▶ **Problem statement**
An exact copy of all the entries is what is needed here.

▶ **Listed records**
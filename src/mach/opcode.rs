/// Every operator the evaluator can dispatch. Rotation and toggle variants
/// carry the slot indices they act on; the pairs and triples are part of the
/// language, not parameters a program can choose.
#[derive(Debug, Clone, Copy, PartialEq)]
pub enum Opcode {
    // register rotation
    Swap(usize, usize),
    Cycle(usize, usize, usize),
    // active flags
    Toggle2(usize, usize),
    Toggle3(usize, usize, usize),
    InvertActive,
    RotateActive,
    ReflectActive,
    ClearActive,
    SaveActive,
    RestoreActive,
    // permavars
    SetPermavar,
    GetPermavar,
    // numbers
    Increment,
    Decrement,
    Abs,
    Floor,
    Ceil,
    Round,
    BitNot,
    BitOr,
    BitAnd,
    BitXor,
    Add,
    Sub,
    Mul,
    Div,
    Mod,
    Less,
    Greater,
    Range,
    Power,
    ToBase,
    // arrays
    Sort,
    SortBy,
    Fold,
    Concat,
    Difference,
    Union,
    Intersection,
    Repeat,
    Join,
    Split,
    Group,
    Each,
    Map,
    Nth,
    Select,
    SelectIndex,
    Below,
    Above,
    At,
    Length,
    Zip,
    Splice,
    Flatten,
    Shuffle,
    // text
    FromBase,
    Print,
    Match,
    Replace,
    ReplaceBlock,
    // blocks
    BlockRepeat,
    While,
    If,
    DoWhile,
    Execute,
    // any type
    Not,
    And,
    Or,
    Equal,
    Duplicate,
    Wrap,
    Inspect,
    // void
    Nop,
    GetLine,
    Random,
    Time,
    GetArgs,
}

impl Opcode {
    /// Single-character operators.
    pub fn from_char(c: char) -> Option<Opcode> {
        use Opcode::*;
        let op = match c {
            // slot swaps and cycles
            '/' => Swap(2, 5),
            '\\' => Swap(0, 7),
            '_' => Swap(5, 7),
            '[' => Swap(0, 5),
            ']' => Swap(2, 7),
            '|' => Swap(1, 6),
            '-' => Swap(3, 4),
            '\'' => Swap(1, 3),
            '`' => Swap(1, 4),
            ',' => Swap(4, 6),
            '.' => Swap(3, 6),
            '^' => Cycle(1, 3, 4),
            '>' => Cycle(5, 4, 0),
            '<' => Cycle(2, 3, 7),
            // active flags
            '(' => Toggle2(0, 5),
            ')' => Toggle2(2, 7),
            '{' => Toggle3(1, 3, 6),
            '}' => Toggle3(1, 4, 6),
            '~' => InvertActive,
            '@' => RotateActive,
            '%' => ReflectActive,
            '?' => ClearActive,
            '$' => SaveActive,
            '&' => RestoreActive,
            // permavars
            '*' => SetPermavar,
            '#' => GetPermavar,
            _ => return None,
        };
        Some(op)
    }

    /// Letter operators, keyed by canonical form: all-lowercase for pairs,
    /// all-uppercase for triples. The consume modifier is decoded from the
    /// original capitalization before lookup.
    pub fn from_letters(key: &str) -> Option<Opcode> {
        use Opcode::*;
        let op = match key {
            // numbers
            "NIN" => Increment,
            "NDE" => Decrement,
            "NAB" => Abs,
            "nf" => Floor,
            "nc" => Ceil,
            "NRO" => Round,
            "NBN" => BitNot,
            "NBO" => BitOr,
            "NBA" => BitAnd,
            "NBX" => BitXor,
            "na" => Add,
            "ns" => Sub,
            "nm" => Mul,
            "nd" => Div,
            "NMO" => Mod,
            "nl" => Less,
            "ng" => Greater,
            "nr" => Range,
            "np" => Power,
            "nb" => ToBase,
            // arrays
            "ASO" => Sort,
            "ASB" => SortBy,
            "af" => Fold,
            "ac" => Concat,
            "ad" => Difference,
            "AOR" => Union,
            "AAN" => Intersection,
            "ar" => Repeat,
            "aj" => Join,
            "as" => Split,
            "ag" => Group,
            "ae" => Each,
            "am" => Map,
            "an" => Nth,
            "ASE" => Select,
            "ASI" => SelectIndex,
            "AAL" => Below,
            "AAG" => Above,
            "aa" => At,
            "al" => Length,
            "az" => Zip,
            "ASP" => Splice,
            "AFL" => Flatten,
            "ASH" => Shuffle,
            // text
            "sb" => FromBase,
            "sp" => Print,
            "sm" => Match,
            "sr" => Replace,
            "SRB" => ReplaceBlock,
            // blocks
            "br" => BlockRepeat,
            "bw" => While,
            "bi" => If,
            "bd" => DoWhile,
            "be" => Execute,
            // any type
            "no" => Not,
            "bo" => And,
            "or" => Or,
            "eq" => Equal,
            "du" => Duplicate,
            "wr" => Wrap,
            "ts" => Inspect,
            // void
            "vn" => Nop,
            "vg" => GetLine,
            "vr" => Random,
            "vt" => Time,
            "va" => GetArgs,
            _ => return None,
        };
        Some(op)
    }
}
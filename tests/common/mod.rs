use snowman::mach::Runtime;
use std::cell::RefCell;
use std::io::{Cursor, Write};
use std::rc::Rc;

/// Shared buffer standing in for the interpreter's output channel, so a
/// test can keep reading what the runtime wrote.
#[derive(Clone, Default)]
pub struct Output(Rc<RefCell<Vec<u8>>>);

impl Write for Output {
    fn write(&mut self, buf: &[u8]) -> std::io::Result<usize> {
        self.0.borrow_mut().extend_from_slice(buf);
        Ok(buf.len())
    }
    fn flush(&mut self) -> std::io::Result<()> {
        Ok(())
    }
}

impl Output {
    pub fn take(&self) -> String {
        String::from_utf8_lossy(&self.0.borrow()).to_string()
    }
}

pub fn runtime_with_input(input: &str) -> (Runtime, Output) {
    let output = Output::default();
    let runtime = Runtime::with_io(
        Box::new(Cursor::new(input.as_bytes().to_vec())),
        Box::new(output.clone()),
    );
    (runtime, output)
}

pub fn runtime() -> (Runtime, Output) {
    runtime_with_input("")
}

/// Runs a program on a fresh runtime and returns it with everything it
/// printed. Panics on fatal errors; non-fatal ones stay collected on the
/// runtime for the test to inspect.
pub fn exec(code: &str) -> (Runtime, String) {
    let (mut runtime, output) = runtime();
    runtime.run(code).unwrap();
    (runtime, output.take())
}

/// Runs a program and asserts the machine line it leaves behind.
pub fn assert_debug(code: &str, expected: &str) {
    let (runtime, _) = exec(code);
    assert_eq!(runtime.debug(), expected, "for program {:?}", code);
}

▶ **Output below**
filename src/mach/opcode.rs
/// Every operator the evaluator can dispatch. Rotation and toggle variants
/// carry the slot indices they act on; the pairs and triples are part of the
/// language, not parameters a program can choose.
#[derive(Debug, Clone, Copy, PartialEq)]
pub enum Opcode {
    // register rotation
    Swap(usize, usize),
    Cycle(usize, usize, usize),
    // active flags
    Toggle2(usize, usize),
    Toggle3(usize, usize, usize),
    InvertActive,
    RotateActive,
    ReflectActive,
    ClearActive,
    SaveActive,
    RestoreActive,
    // permavars
    SetPermavar,
    GetPermavar,
    // numbers
    Increment,
    Decrement,
    Abs,
    Floor,
    Ceil,
    Round,
    BitNot,
    BitOr,
    BitAnd,
    BitXor,
    Add,
    Sub,
    Mul,
    Div,
    Mod,
    Less,
    Greater,
    Range,
    Power,
    ToBase,
    // arrays
    Sort,
    SortBy,
    Fold,
    Concat,
    Difference,
    Union,
    Intersection,
    Repeat,
    Join,
    Split,
    Group,
    Each,
    Map,
    Nth,
    Select,
    SelectIndex,
    Below,
    Above,
    At,
    Length,
    Zip,
    Splice,
    Flatten,
    Shuffle,
    // text
    FromBase,
    Print,
    Match,
    Replace,
    ReplaceBlock,
    // blocks
    BlockRepeat,
    While,
    If,
    DoWhile,
    Execute,
    // any type
    Not,
    And,
    Or,
    Equal,
    Duplicate,
    Wrap,
    Inspect,
    // void
    Nop,
    GetLine,
    Random,
    Time,
    GetArgs,
}

impl Opcode {
    /// Single-character operators.
    pub fn from_char(c: char) -> Option<Opcode> {
        use Opcode::*;
        let op = match c {
            // slot swaps and cycles
            '/' => Swap(2, 5),
            '\\' => Swap(0, 7),
            '_' => Swap(5, 7),
            '[' => Swap(0, 5),
            ']' => Swap(2, 7),
            '|' => Swap(1, 6),
            '-' => Swap(3, 4),
            '\'' => Swap(1, 3),
            '`' => Swap(1, 4),
            ',' => Swap(4, 6),
            '.' => Swap(3, 6),
            '^' => Cycle(1, 3, 4),
            '>' => Cycle(5, 4, 0),
            '<' => Cycle(2, 3, 7),
            // active flags
            '(' => Toggle2(0, 5),
            ')' => Toggle2(2, 7),
            '{' => Toggle3(1, 3, 6),
            '}' => Toggle3(1, 4, 6),
            '~' => InvertActive,
            '@' => RotateActive,
            '%' => ReflectActive,
            '?' => ClearActive,
            '$' => SaveActive,
            '&' => RestoreActive,
            // permavars
            '*' => SetPermavar,
            '#' => GetPermavar,
            _ => return None,
        };
        Some(op)
    }

    /// Letter operators, keyed by canonical form: all-lowercase for pairs,
    /// all-uppercase for triples. The consume modifier is decoded from the
    /// original capitalization before lookup.
    pub fn from_letters(key: &str) -> Option<Opcode> {
        use Opcode::*;
        let op = match key {
            // numbers
            "NIN" => Increment,
            "NDE" => Decrement,
            "NAB" => Abs,
            "nf" => Floor,
            "nc" => Ceil,
            "NRO" => Round,
            "NBN" => BitNot,
            "NBO" => BitOr,
            "NBA" => BitAnd,
            "NBX" => BitXor,
            "na" => Add,
            "ns" => Sub,
            "nm" => Mul,
            "nd" => Div,
            "NMO" => Mod,
            "nl" => Less,
            "ng" => Greater,
            "nr" => Range,
            "np" => Power,
            "nb" => ToBase,
            // arrays
            "ASO" => Sort,
            "ASB" => SortBy,
            "af" => Fold,
            "ac" => Concat,
            "ad" => Difference,
            "AOR" => Union,
            "AAN" => Intersection,
            "ar" => Repeat,
            "aj" => Join,
            "as" => Split,
            "ag" => Group,
            "ae" => Each,
            "am" => Map,
            "an" => Nth,
            "ASE" => Select,
            "ASI" => SelectIndex,
            "AAL" => Below,
            "AAG" => Above,
            "aa" => At,
            "al" => Length,
            "az" => Zip,
            "ASP" => Splice,
            "AFL" => Flatten,
            "ASH" => Shuffle,
            // text
            "sb" => FromBase,
            "sp" => Print,
            "sm" => Match,
            "sr" => Replace,
            "SRB" => ReplaceBlock,
            // blocks
            "br" => BlockRepeat,
            "bw" => While,
            "bi" => If,
            "bd" => DoWhile,
            "be" => Execute,
            // any type
            "no" => Not,
            "bo" => And,
            "or" => Or,
            "eq" => Equal,
            "du" => Duplicate,
            "wr" => Wrap,
            "ts" => Inspect,
            // void
            "vn" => Nop,
            "vg" => GetLine,
            "vr" => Random,
            "vt" => Time,
            "va" => GetArgs,
            _ => return None,
        };
        Some(op)
    }
}
filename tests/common/mod.rs
use snowman::mach::Runtime;
use std::cell::RefCell;
use std::io::{Cursor, Write};
use std::rc::Rc;

/// Shared buffer standing in for the interpreter's output channel, so a
/// test can keep reading what the runtime wrote.
#[derive(Clone, Default)]
pub struct Output(Rc<RefCell<Vec<u8>>>);

impl Write for Output {
    fn write(&mut self, buf: &[u8]) -> std::io::Result<usize> {
        self.0.borrow_mut().extend_from_slice(buf);
        Ok(buf.len())
    }
    fn flush(&mut self) -> std::io::Result<()> {
        Ok(())
    }
}

impl Output {
    pub fn take(&self) -> String {
        String::from_utf8_lossy(&self.0.borrow()).to_string()
    }
}

pub fn runtime_with_input(input: &str) -> (Runtime, Output) {
    let output = Output::default();
    let runtime = Runtime::with_io(
        Box::new(Cursor::new(input.as_bytes().to_vec())),
        Box::new(output.clone()),
    );
    (runtime, output)
}

pub fn runtime() -> (Runtime, Output) {
    runtime_with_input("")
}

/// Runs a program on a fresh runtime and returns it with everything it
/// printed. Panics on fatal errors; non-fatal ones stay collected on the
/// runtime for the test to inspect.
pub fn exec(code: &str) -> (Runtime, String) {
    let (mut runtime, output) = runtime();
    runtime.run(code).unwrap();
    (runtime, output.take())
}

/// Runs a program and asserts the machine line it leaves behind.
pub fn assert_debug(code: &str, expected: &str) {
    let (runtime, _) = exec(code);
    assert_eq!(runtime.debug(), expected, "for program {:?}", code);
}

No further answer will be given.